Funny, I came online this morning partly so I could post exactly that. Though it's a longer name, I prefer to call it an "argument by lack of imagination". Science does require an imagination, albeit one that must be tempered by logic, reason, and the scientific method.

As long as we're making fallacious arguments here, I think I'll make an "appeal to authority"... scientists who know far more about this stuff than we do have thought about all this and they still arrived at the conclusion that it's possible through evolution, and that evolution is a much more scientific theory than any of the alternatives. Scientific consensus is rarely wrong, especially over a prolonged period, and especially when things have been scrutinized so heavily as in evolution. There's a reason that it has withstood so much scrutiny by so many people over so many years, and that reason isn't that all scientists are really just godless atheists who want to push an agenda. Science has shown that it doesn't tolerate any sort of short-sighted, closed-minded nonsense in the long term; the truth always prevails. That's why Copernicus and Galileo, while originally condemned as heretics, have been vindicated. First it was one against many, then two against many... but eventually they prevailed, because what they discovered was true.

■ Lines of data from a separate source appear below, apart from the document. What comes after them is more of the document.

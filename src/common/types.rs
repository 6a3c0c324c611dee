/// A generic boxed error type.
pub type AnyError = Box<dyn std::error::Error + Send + Sync>;

/// A convenient Result alias returning `AnyError`.
pub type AnyResult<T> = std::result::Result<T, AnyError>;

/// Identifier of a chat with a voice session. Signed: group chats on
/// Telegram-style platforms carry negative ids.
#[derive(
    Debug, Clone, Copy, PartialEq, Eq, PartialOrd, Ord, Hash, serde::Serialize, serde::Deserialize,
)]
#[serde(transparent)]
pub struct ChatId(pub i64);

impl From<i64> for ChatId {
    fn from(v: i64) -> Self {
        Self(v)
    }
}

impl std::fmt::Display for ChatId {
    fn fmt(&self, f: &mut std::fmt::Formatter<'_>) -> std::fmt::Result {
        write!(f, "{}", self.0)
    }
}

#[derive(
    Debug, Clone, Copy, PartialEq, Eq, PartialOrd, Ord, Hash, serde::Serialize, serde::Deserialize,
)]
#[serde(transparent)]
pub struct UserId(pub u64);

impl From<u64> for UserId {
    fn from(u: u64) -> Self {
        Self(u)
    }
}

impl std::fmt::Display for UserId {
    fn fmt(&self, f: &mut std::fmt::Formatter<'_>) -> std::fmt::Result {
        write!(f, "{}", self.0)
    }
}

/// Current wall-clock time as Unix milliseconds.
pub fn now_ms() -> u64 {
    std::time::SystemTime::now()
        .duration_since(std::time::UNIX_EPOCH)
        .unwrap_or_default()
        .as_millis() as u64
}
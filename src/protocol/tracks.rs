use serde::{Deserialize, Serialize};

use crate::common::types::{UserId, now_ms};

/// Opaque playback token produced by a [`TrackSource`](crate::sources::TrackSource)
/// and handed verbatim to the [`VoiceTransport`](crate::voice::VoiceTransport).
/// The orchestrator never inspects it; typically a URL or a local file path.
#[derive(Debug, Clone, PartialEq, Eq, Serialize, Deserialize)]
#[serde(transparent)]
pub struct PlayableHandle(pub String);

impl From<String> for PlayableHandle {
    fn from(s: String) -> Self {
        Self(s)
    }
}

impl std::fmt::Display for PlayableHandle {
    fn fmt(&self, f: &mut std::fmt::Formatter<'_>) -> std::fmt::Result {
        write!(f, "{}", self.0)
    }
}

/// A resolved, queueable audio track. Immutable once enqueued; only its
/// position in the queue changes.
#[derive(Debug, Clone, PartialEq, Eq, Serialize, Deserialize)]
#[serde(rename_all = "camelCase")]
pub struct Track {
    pub identifier: String,
    pub title: String,
    /// Duration in milliseconds. None for live streams or when the source
    /// could not determine it.
    pub duration_ms: Option<u64>,
    /// Original page/source URI, for display.
    pub uri: Option<String>,
    pub handle: PlayableHandle,
    pub requested_by: UserId,
    /// Unix milliseconds at enqueue time.
    pub enqueued_at: u64,
}

impl Track {
    /// Stamp a resolved track with its requester and enqueue time.
    pub fn new(resolved: crate::sources::ResolvedTrack, requested_by: UserId) -> Self {
        Self {
            identifier: resolved.identifier,
            title: resolved.title,
            duration_ms: resolved.duration_ms,
            uri: resolved.uri,
            handle: resolved.handle,
            requested_by,
            enqueued_at: now_ms(),
        }
    }
}

#[cfg(test)]
mod tests {
    use super::*;

    fn sample() -> Track {
        Track {
            identifier: "abc123".into(),
            title: "Test Tone".into(),
            duration_ms: Some(212_000),
            uri: Some("https://example.com/watch?v=abc123".into()),
            handle: PlayableHandle("https://cdn.example.com/abc123.webm".into()),
            requested_by: 42.into(),
            enqueued_at: 1_700_000_000_000,
        }
    }

    #[test]
    fn serializes_camel_case_fields() {
        let value = serde_json::to_value(sample()).unwrap();
        assert_eq!(value["identifier"], "abc123");
        assert_eq!(value["durationMs"], 212_000);
        assert_eq!(value["requestedBy"], 42);
        assert_eq!(value["enqueuedAt"], 1_700_000_000_000u64);
        assert_eq!(value["handle"], "https://cdn.example.com/abc123.webm");
    }

    #[test]
    fn survives_a_json_round_trip() {
        let track = sample();
        let json = serde_json::to_string(&track).unwrap();
        let back: Track = serde_json::from_str(&json).unwrap();
        assert_eq!(back, track);
    }
}
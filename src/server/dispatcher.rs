use std::sync::Arc;
use std::sync::atomic::{AtomicU64, Ordering};
use std::time::Duration;

use tokio::sync::oneshot;
use tracing::{debug, info};

use crate::common::errors::PlayerError;
use crate::common::types::{ChatId, UserId};
use crate::configs::PlayerConfig;
use crate::player::session::SessionCommand;
use crate::player::state::{PlaybackState, PlayerStatus};
use crate::protocol::events::PlayerEvent;
use crate::protocol::intents::{Intent, Outcome};
use crate::server::registry::SessionRegistry;
use crate::sources::TrackSource;
use crate::voice::{TransportEvent, VoiceTransport};

/// Routes inbound intents and transport events to per-chat sessions.
///
/// Guarantees at most one in-flight mutation per chat: each session is an
/// actor with its own mailbox, so intents for the same chat are applied in
/// arrival order while different chats proceed concurrently. Transport
/// events go through the same mailboxes and therefore never interleave with
/// a user command mid-mutation.
pub struct Dispatcher {
    registry: Arc<SessionRegistry>,
    events_rx: flume::Receiver<PlayerEvent>,
    applied: Arc<AtomicU64>,
    reaper: tokio::task::JoinHandle<()>,
    pump: tokio::task::JoinHandle<()>,
}

impl Dispatcher {
    /// Wire up the orchestrator. `transport_events` is the channel the
    /// transport implementation delivers its completions on.
    pub fn new(
        config: PlayerConfig,
        transport: Arc<dyn VoiceTransport>,
        source: Arc<dyn TrackSource>,
        transport_events: flume::Receiver<TransportEvent>,
    ) -> Self {
        let (events_tx, events_rx) = flume::unbounded();
        let applied = Arc::new(AtomicU64::new(0));
        let registry = Arc::new(SessionRegistry::new(
            config.clone(),
            transport,
            source,
            events_tx,
            applied.clone(),
        ));

        let reaper = {
            let registry = registry.clone();
            let period = Duration::from_millis(config.reap_interval_ms.max(1));
            tokio::spawn(async move {
                let mut ticker = tokio::time::interval(period);
                ticker.set_missed_tick_behavior(tokio::time::MissedTickBehavior::Delay);
                // The first tick fires immediately; skip it.
                ticker.tick().await;
                loop {
                    ticker.tick().await;
                    registry.reap().await;
                }
            })
        };

        let pump = {
            let registry = registry.clone();
            tokio::spawn(async move {
                while let Ok(event) = transport_events.recv_async().await {
                    let chat_id = event.chat_id();
                    match registry.get(chat_id) {
                        Some(tx) => {
                            if tx.send(SessionCommand::Transport(event)).is_err() {
                                debug!("Dropping transport event for dead session {}", chat_id);
                            }
                        }
                        // Events never create sessions.
                        None => debug!("Dropping transport event for unknown chat {}", chat_id),
                    }
                }
            })
        };

        info!("Dispatcher started");
        Self {
            registry,
            events_rx,
            applied,
            reaper,
            pump,
        }
    }

    /// Single entry point: apply `intent` to `chat_id`'s session, creating
    /// it if absent. Returns once the intent has been accepted and validated.
    pub async fn handle(&self, chat_id: ChatId, intent: Intent) -> Result<Outcome, PlayerError> {
        // A send can race the reaper destroying the session; retry against a
        // freshly spawned one. The same applies to an intent that landed in
        // the mailbox just as the actor confirmed a reap probe and exited:
        // its reply is dropped with the mailbox, which we detect below.
        for _ in 0..4 {
            let tx = self.registry.get_or_create(chat_id);
            let (reply_tx, reply_rx) = oneshot::channel();
            let command = SessionCommand::Intent {
                intent: intent.clone(),
                reply: reply_tx,
            };
            if tx.send(command).is_ok() {
                match reply_rx.await {
                    Ok(result) => return result,
                    // A live actor dropped the reply: a resolve aborted by
                    // stop. That error stands.
                    Err(_) if !tx.is_disconnected() => {
                        return Err(Self::session_closed(&intent));
                    }
                    // The actor exited with the intent still queued; fall
                    // through and retry against a fresh session.
                    Err(_) => {}
                }
            }
            self.registry.remove_dead(chat_id);
        }
        Err(Self::session_closed(&intent))
    }

    fn session_closed(intent: &Intent) -> PlayerError {
        match intent {
            Intent::Play { query, .. } => PlayerError::ResolutionFailed {
                query: query.clone(),
                reason: "cancelled".into(),
            },
            other => PlayerError::InvalidStateTransition {
                action: other.action(),
                state: PlaybackState::Destroyed,
            },
        }
    }

    pub async fn play(
        &self,
        chat_id: ChatId,
        query: impl Into<String>,
        requested_by: UserId,
    ) -> Result<Outcome, PlayerError> {
        self.handle(
            chat_id,
            Intent::Play {
                query: query.into(),
                requested_by,
            },
        )
        .await
    }

    pub async fn pause(&self, chat_id: ChatId) -> Result<Outcome, PlayerError> {
        self.handle(chat_id, Intent::Pause).await
    }

    pub async fn resume(&self, chat_id: ChatId) -> Result<Outcome, PlayerError> {
        self.handle(chat_id, Intent::Resume).await
    }

    pub async fn skip(&self, chat_id: ChatId) -> Result<Outcome, PlayerError> {
        self.handle(chat_id, Intent::Skip).await
    }

    pub async fn stop(&self, chat_id: ChatId) -> Result<Outcome, PlayerError> {
        self.handle(chat_id, Intent::Stop).await
    }

    pub async fn clear(&self, chat_id: ChatId) -> Result<Outcome, PlayerError> {
        self.handle(chat_id, Intent::Clear).await
    }

    pub async fn shuffle(&self, chat_id: ChatId) -> Result<Outcome, PlayerError> {
        self.handle(chat_id, Intent::Shuffle).await
    }

    pub async fn remove_at(
        &self,
        chat_id: ChatId,
        position: usize,
    ) -> Result<Outcome, PlayerError> {
        self.handle(chat_id, Intent::Remove { position }).await
    }

    pub async fn move_item(
        &self,
        chat_id: ChatId,
        from: usize,
        to: usize,
    ) -> Result<Outcome, PlayerError> {
        self.handle(chat_id, Intent::Move { from, to }).await
    }

    pub async fn current_status(&self, chat_id: ChatId) -> Result<PlayerStatus, PlayerError> {
        match self.handle(chat_id, Intent::Status).await? {
            Outcome::Status { status } => Ok(status),
            other => unreachable!("status intent produced {:?}", other),
        }
    }

    /// Notification stream (`TrackStart`, `TrackEnd`, failures). One logical
    /// consumer: messages are taken, not broadcast.
    pub fn events(&self) -> flume::Receiver<PlayerEvent> {
        self.events_rx.clone()
    }

    /// Number of live sessions (any state).
    pub fn active_sessions(&self) -> usize {
        self.registry.len()
    }

    /// Total intents accepted across all chats since startup.
    pub fn intents_applied(&self) -> u64 {
        self.applied.load(Ordering::Relaxed)
    }

    /// Stop background tasks and drain every session. The registry is empty
    /// afterwards; the dispatcher must not be used again.
    pub async fn shutdown(&self) {
        info!("Dispatcher shutting down");
        self.reaper.abort();
        self.pump.abort();
        self.registry.shutdown().await;
    }
}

Fashions change, but science is always science. Things are very different now than they were when Darwin conceived his theory, but the theory is still with us, and it is more solid now than it was in Darwin's time. New discoveries generally support rather than refute evolution. Moreover, a lot of the evidence we have found can be explained by evolution but cannot be explained by other things such as creationism. Creationists often talk about things like "gaps in the fossil record", but they neglect that they have a lot of explaining to do about the fossil record themselves. You can't just say "The flood changed everything" and leave it at that. That's just too convenient.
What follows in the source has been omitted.